Circadian rhythms are generated by intrinsic 24-h oscillations that anticipate the extrinsic changes associated with solar day. A conserved transcriptional-translational feedback loop generates these molecular oscillations of clock genes at the organismal and the cellular levels. One of the recently discovered outputs of circadian clock is
Nocturnin (Noct) or Ccrn4l. In mice, Noct
mRNA is broadly expressed in cells throughout the body, with a particularly high-amplitude rhythm in liver. NOCT belongs to the EEP family of
proteins with the closest similarity to the CCR4 family of deadenylases.

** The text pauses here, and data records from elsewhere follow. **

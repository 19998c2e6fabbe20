pub mod cli;
pub mod corpus;
pub mod error;
pub mod schema;
pub mod search;
pub mod server;
pub mod tools;
pub mod tracing;

pub use corpus::{Corpus, Entry};
pub use error::{CorpusError, SearchError};
pub use search::{
    Clock, FacetCatalog, HighlightPart, SearchEngine, SearchHit, SearchIndex, SearchRequest,
    SearchResponse,
};
pub use server::KnowledgeServer;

Multiple studies have investigated the role of
Nocturnin in development, adipogenesis, lipid metabolism,
inflammation, osteogenesis, and
obesity. Further, mice lacking Noct (Noct KO or Noct-/-) are protected from high-fat diet-induced
obesity and hepatic steatosis. Recent studies had provided new insights by investigating various aspects of
Nocturnin, ranging from its sub-cellular localization to identification of its target transcripts. However, a profound understanding of its molecular function remains elusive. This review article seeks to integrate the available literature into our current understanding of the functions of
Nocturnin, their regulatory roles in key tissues and to throw light on the existing scientific lacunae.